Britain’s uncertain economic outlook, however, limits the BOE’s ability to shift towards a more aggressively hawkish policy. Stagflation is a risk for the UK economy, as for many other countries, as economic stagnation coupled with rising inflation creates a toxic mix for the economy. The BOE is adopting a moderate stance, trying to strike a balance between battling inflation and supporting the sluggish economy. With the Fed moving at an aggressively hawkish pace, the divergence in monetary policy between the Fed and the BOE is highlighted, putting pressure on the Sterling.
The Yen traded sideways against the dollar on Thursday, with the USD/JPY pair moving along the 136 level. If the USD/JPY declines, support might be found near the 134.2 level and further down at 131.7. If the pair climbs it may find resistance at the 136.7 level and further up at the 1998 high of 147.7.
This week, rising global recession fears have sparked a risk-aversion sentiment, boosting safe-haven assets.

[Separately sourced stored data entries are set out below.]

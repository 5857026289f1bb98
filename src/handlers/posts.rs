// src/handlers/posts.rs

use axum::{
    extract::{Path, State},
    http::StatusCode,
    response::IntoResponse,
    Json,
};
use axum_extra::extract::WithRejection;
use serde::Deserialize;
use serde_json::json;
use validator::Validate;

use crate::{
    common::error::{ApiError, AppError, Entity},
    config::AppState,
    handlers::{message, parse_id},
    middleware::{auth::AuthenticatedUser, i18n::Locale},
    models::post::DEFAULT_CATEGORY,
};

#[derive(Debug, Deserialize, Validate)]
#[serde(rename_all = "camelCase")]
pub struct CreatePostPayload {
    #[serde(default)]
    #[validate(length(min = 1, message = "required"))]
    pub title: String,
    #[serde(default)]
    #[validate(length(min = 1, message = "required"))]
    pub body: String,
    pub category: Option<String>,
}

// GET /api/posts
pub async fn list_posts(
    State(app_state): State<AppState>,
    locale: Locale,
) -> Result<impl IntoResponse, ApiError> {
    let posts = app_state
        .post_repo
        .list()
        .await
        .map_err(|e| e.to_api_error(&locale, &app_state.i18n_store))?;

    Ok((StatusCode::OK, Json(posts)))
}

// POST /api/posts: o autor é quem está logado
pub async fn create_post(
    State(app_state): State<AppState>,
    locale: Locale,
    AuthenticatedUser(current): AuthenticatedUser,
    WithRejection(Json(payload), _): WithRejection<Json<CreatePostPayload>, AppError>,
) -> Result<impl IntoResponse, ApiError> {
    let post = async {
        payload.validate()?;
        let category = payload
            .category
            .as_deref()
            .map(str::trim)
            .filter(|c| !c.is_empty())
            .unwrap_or(DEFAULT_CATEGORY)
            .to_uppercase();
        let outcome = app_state
            .post_repo
            .create(&payload.title, &payload.body, &category, current.id)
            .await?;
        let id = outcome.last_id.ok_or(AppError::NotFound(Entity::Post))?;
        app_state
            .post_repo
            .find(id)
            .await?
            .ok_or(AppError::NotFound(Entity::Post))
    }
    .await
    .map_err(|e| e.to_api_error(&locale, &app_state.i18n_store))?;

    Ok((StatusCode::CREATED, Json(post)))
}

// GET /api/posts/{id}
pub async fn get_post(
    State(app_state): State<AppState>,
    locale: Locale,
    Path(id): Path<String>,
) -> Result<impl IntoResponse, ApiError> {
    let post = async {
        let id = parse_id(&id, "id")?;
        app_state
            .post_repo
            .find(id)
            .await?
            .ok_or(AppError::NotFound(Entity::Post))
    }
    .await
    .map_err(|e| e.to_api_error(&locale, &app_state.i18n_store))?;

    Ok((StatusCode::OK, Json(post)))
}

// DELETE /api/posts/{id}: autor ou ADMIN
pub async fn delete_post(
    State(app_state): State<AppState>,
    locale: Locale,
    AuthenticatedUser(current): AuthenticatedUser,
    Path(id): Path<String>,
) -> Result<impl IntoResponse, ApiError> {
    let outcome = async {
        let id = parse_id(&id, "id")?;
        let author = app_state
            .post_repo
            .author_of(id)
            .await?
            .ok_or(AppError::NotFound(Entity::Post))?;

        if author != current.id && !current.is_admin() {
            return Err(AppError::Forbidden);
        }

        app_state.post_repo.delete(id).await?.require(Entity::Post)
    }
    .await
    .map_err(|e| e.to_api_error(&locale, &app_state.i18n_store))?;

    Ok(message(&app_state, &locale, "msg.post_deleted", json!(outcome)))
}
// src/common/error.rs

use axum::{
    extract::rejection::JsonRejection,
    http::StatusCode,
    response::{IntoResponse, Response},
    Json,
};
use serde_json::{json, Value};
use thiserror::Error;

use crate::common::i18n::I18nStore;
use crate::middleware::i18n::Locale;

/// Entidades que podem não ser encontradas (404).
#[derive(Debug, Clone, Copy, PartialEq, Eq)]
pub enum Entity {
    User,
    Property,
    Client,
    Document,
    Sale,
    Post,
}

impl Entity {
    fn message_key(self) -> &'static str {
        match self {
            Entity::User => "not_found.user",
            Entity::Property => "not_found.property",
            Entity::Client => "not_found.client",
            Entity::Document => "not_found.document",
            Entity::Sale => "not_found.sale",
            Entity::Post => "not_found.post",
        }
    }
}

#[derive(Debug, Error)]
pub enum AppError {
    #[error("Erro de validação")]
    ValidationError(#[from] validator::ValidationErrors),

    #[error("Parâmetro obrigatório ausente: {0}")]
    MissingParameter(&'static str),

    #[error("Parâmetro inválido: {0}")]
    InvalidParameter(&'static str),

    #[error("Corpo da requisição inválido: {0}")]
    InvalidBody(#[from] JsonRejection),

    #[error("Credenciais inválidas")]
    InvalidCredentials,

    #[error("Token inválido")]
    InvalidToken,

    #[error("Acesso negado")]
    Forbidden,

    #[error("{0:?} não encontrado")]
    NotFound(Entity),

    #[error("Cliente possui imóveis associados")]
    ClientHasProperties,

    #[error("Venda já aprovada")]
    SaleAlreadyApproved,

    #[error("Mudança de status do imóvel não permitida")]
    StatusLocked,

    #[error("Referência inválida: {0}")]
    InvalidReference(String),

    #[error("E-mail já existe")]
    EmailAlreadyExists,

    #[error("Erro de banco de dados: {0}")]
    DatabaseError(#[from] sqlx::Error),

    #[error("Erro interno do servidor: {0}")]
    InternalServerError(#[from] anyhow::Error),

    #[error("Erro de Bcrypt: {0}")]
    BcryptError(#[from] bcrypt::BcryptError),

    #[error("Erro de JWT: {0}")]
    JwtError(#[from] jsonwebtoken::errors::Error),

    #[error("Fonte não encontrada: {0}")]
    FontNotFound(String),

    #[error("Falha ao gerar PDF: {0}")]
    PdfError(String),
}

/// Erro já traduzido, pronto para virar resposta HTTP.
#[derive(Debug)]
pub struct ApiError {
    pub status: StatusCode,
    pub error: String,
    pub details: Option<Value>,
}

impl IntoResponse for ApiError {
    fn into_response(self) -> Response {
        let body = match self.details {
            Some(details) => json!({ "error": self.error, "details": details }),
            None => json!({ "error": self.error }),
        };
        (self.status, Json(body)).into_response()
    }
}

impl AppError {
    pub fn status_code(&self) -> StatusCode {
        match self {
            AppError::ValidationError(_)
            | AppError::MissingParameter(_)
            | AppError::InvalidParameter(_)
            | AppError::InvalidBody(_)
            | AppError::ClientHasProperties
            | AppError::SaleAlreadyApproved
            | AppError::StatusLocked
            | AppError::InvalidReference(_)
            | AppError::EmailAlreadyExists => StatusCode::BAD_REQUEST,
            AppError::InvalidCredentials | AppError::InvalidToken => StatusCode::UNAUTHORIZED,
            AppError::Forbidden => StatusCode::FORBIDDEN,
            AppError::NotFound(_) => StatusCode::NOT_FOUND,
            AppError::DatabaseError(_)
            | AppError::InternalServerError(_)
            | AppError::BcryptError(_)
            | AppError::JwtError(_)
            | AppError::FontNotFound(_)
            | AppError::PdfError(_) => StatusCode::INTERNAL_SERVER_ERROR,
        }
    }

    /// Converte para a resposta HTTP no idioma do cliente.
    pub fn to_api_error(self, locale: &Locale, store: &I18nStore) -> ApiError {
        let status = self.status_code();
        let lang = locale.0.as_str();

        if status.is_server_error() {
            tracing::error!("Erro Interno do Servidor: {}", self);
        }

        let (error, details) = match self {
            AppError::ValidationError(errors) => {
                let mut details = serde_json::Map::new();
                for (field, field_errors) in errors.field_errors() {
                    let messages: Vec<String> = field_errors
                        .iter()
                        .map(|e| {
                            e.message
                                .as_ref()
                                .map(|m| m.to_string())
                                .unwrap_or_else(|| e.code.to_string())
                        })
                        .collect();
                    details.insert(field.to_string(), json!(messages));
                }
                (store.translate(lang, "validation_error"), Some(Value::Object(details)))
            }
            AppError::MissingParameter(param) => {
                (store.translate_with(lang, "missing_parameter", param), None)
            }
            AppError::InvalidParameter(param) => {
                (store.translate_with(lang, "invalid_parameter", param), None)
            }
            AppError::InvalidReference(constraint) => {
                (store.translate_with(lang, "invalid_reference", &constraint), None)
            }
            other => (store.translate(lang, other.message_key()), None),
        };

        ApiError { status, error, details }
    }

    fn message_key(&self) -> &'static str {
        match self {
            AppError::ValidationError(_) => "validation_error",
            AppError::MissingParameter(_) => "missing_parameter",
            AppError::InvalidParameter(_) => "invalid_parameter",
            AppError::InvalidBody(_) => "invalid_body",
            AppError::InvalidCredentials => "invalid_credentials",
            AppError::InvalidToken => "invalid_token",
            AppError::Forbidden => "forbidden",
            AppError::NotFound(entity) => entity.message_key(),
            AppError::ClientHasProperties => "client_has_properties",
            AppError::SaleAlreadyApproved => "sale_already_approved",
            AppError::StatusLocked => "status_locked",
            AppError::InvalidReference(_) => "invalid_reference",
            AppError::EmailAlreadyExists => "email_exists",
            AppError::DatabaseError(e) if is_connection_error(e) => "db_connection",
            AppError::DatabaseError(_) => "db_statement",
            AppError::FontNotFound(_) => "font_not_found",
            AppError::PdfError(_) => "pdf_render",
            AppError::InternalServerError(_)
            | AppError::BcryptError(_)
            | AppError::JwtError(_) => "internal",
        }
    }
}

/// Falhas para alcançar o banco, em oposição a falhas do comando em si.
fn is_connection_error(e: &sqlx::Error) -> bool {
    matches!(
        e,
        sqlx::Error::PoolTimedOut
            | sqlx::Error::PoolClosed
            | sqlx::Error::Io(_)
            | sqlx::Error::Tls(_)
            | sqlx::Error::WorkerCrashed
    )
}

// Usado pelas rejeições de extratores, onde não há AppState à mão.
impl IntoResponse for AppError {
    fn into_response(self) -> Response {
        self.to_api_error(&Locale::default(), I18nStore::shared())
            .into_response()
    }
}

#[cfg(test)]
mod tests {
    use super::*;
    use validator::{ValidationError, ValidationErrors};

    fn render(err: AppError, lang: &str) -> ApiError {
        err.to_api_error(&Locale(lang.to_string()), &I18nStore::builtin())
    }

    #[test]
    fn business_rule_violations_are_bad_requests() {
        let api = render(AppError::ClientHasProperties, "es");
        assert_eq!(api.status, StatusCode::BAD_REQUEST);
        assert!(api.error.contains("cliente tiene propiedades asociadas"));

        assert_eq!(render(AppError::SaleAlreadyApproved, "es").status, StatusCode::BAD_REQUEST);
        assert_eq!(render(AppError::StatusLocked, "es").status, StatusCode::BAD_REQUEST);
    }

    #[test]
    fn not_found_uses_entity_message() {
        let api = render(AppError::NotFound(Entity::Property), "es");
        assert_eq!(api.status, StatusCode::NOT_FOUND);
        assert_eq!(api.error, "Propiedad no encontrada");

        let api = render(AppError::NotFound(Entity::Sale), "en");
        assert_eq!(api.error, "Sale not found");
    }

    #[test]
    fn credentials_and_roles() {
        assert_eq!(render(AppError::InvalidCredentials, "es").status, StatusCode::UNAUTHORIZED);
        assert_eq!(render(AppError::InvalidToken, "es").status, StatusCode::UNAUTHORIZED);
        assert_eq!(render(AppError::Forbidden, "es").status, StatusCode::FORBIDDEN);
    }

    #[test]
    fn database_errors_split_connection_from_statement() {
        let api = render(AppError::DatabaseError(sqlx::Error::PoolTimedOut), "es");
        assert_eq!(api.status, StatusCode::INTERNAL_SERVER_ERROR);
        assert_eq!(api.error, "No se pudo conectar a la base de datos");

        let api = render(AppError::DatabaseError(sqlx::Error::RowNotFound), "es");
        assert_eq!(api.status, StatusCode::INTERNAL_SERVER_ERROR);
        assert_eq!(api.error, "Error al ejecutar la operación en la base de datos");
    }

    #[test]
    fn validation_errors_carry_field_details() {
        let mut errors = ValidationErrors::new();
        let mut e = ValidationError::new("email");
        e.message = Some("invalid_email".into());
        errors.add("email", e);

        let api = render(AppError::ValidationError(errors), "es");
        assert_eq!(api.status, StatusCode::BAD_REQUEST);
        let details = api.details.expect("details");
        assert_eq!(details["email"], json!(["invalid_email"]));
    }

    #[test]
    fn missing_parameter_names_the_parameter() {
        let api = render(AppError::MissingParameter("propertyId"), "es");
        assert_eq!(api.status, StatusCode::BAD_REQUEST);
        assert_eq!(api.error, "Falta propertyId");
    }
}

The dollar’s impressive rally, however, is weighing down competing currencies, such as the Yen, down.
Leading indicators for the state of the economy in Japan were released on Thursday and fell within expectations, but were lower than last month’s indicating that economic growth in Japan is slowing down.
Japan’s 30-year bond yielded 1.23 at Thursday’s bond auction, while Japan’s 10-year bond yielded 0.25 at Tuesday’s bond auction. The BOJ continues to buy an unlimited amount of Japanese treasury bonds, defending their current low yield. In contrast, the respective US 10-year bond is offered with a yield of over 3%, more than an order of magnitude higher than the Japanese bond. The large divergence in bond yields makes the low-yielding Yen less appealing to investors than the dollar, pushing its price further down.
The BOJ has kept its benchmark interest rate unchanged, despite the rising inflation rates in Japan. While other countries are moving towards quantitative tightening, Japan continues to pour money into the economy and maintains its negative interest rate. The difference in interest rates with other major Central Banks puts the Yen at a disadvantage, driving its price down.
Inflation in Japan remained above the BOJ’s 2% target in June, reaching 2.1% on an annual basis. The combination of a weak currency and rising inflation is burdening Japanese households.
Several important economic indicators are scheduled to be released on Friday for Japan. These include Household Spending, Bank Lending, Current Account, and Economy Watchers Sentiment and may cause some volatility in the price of the Yen.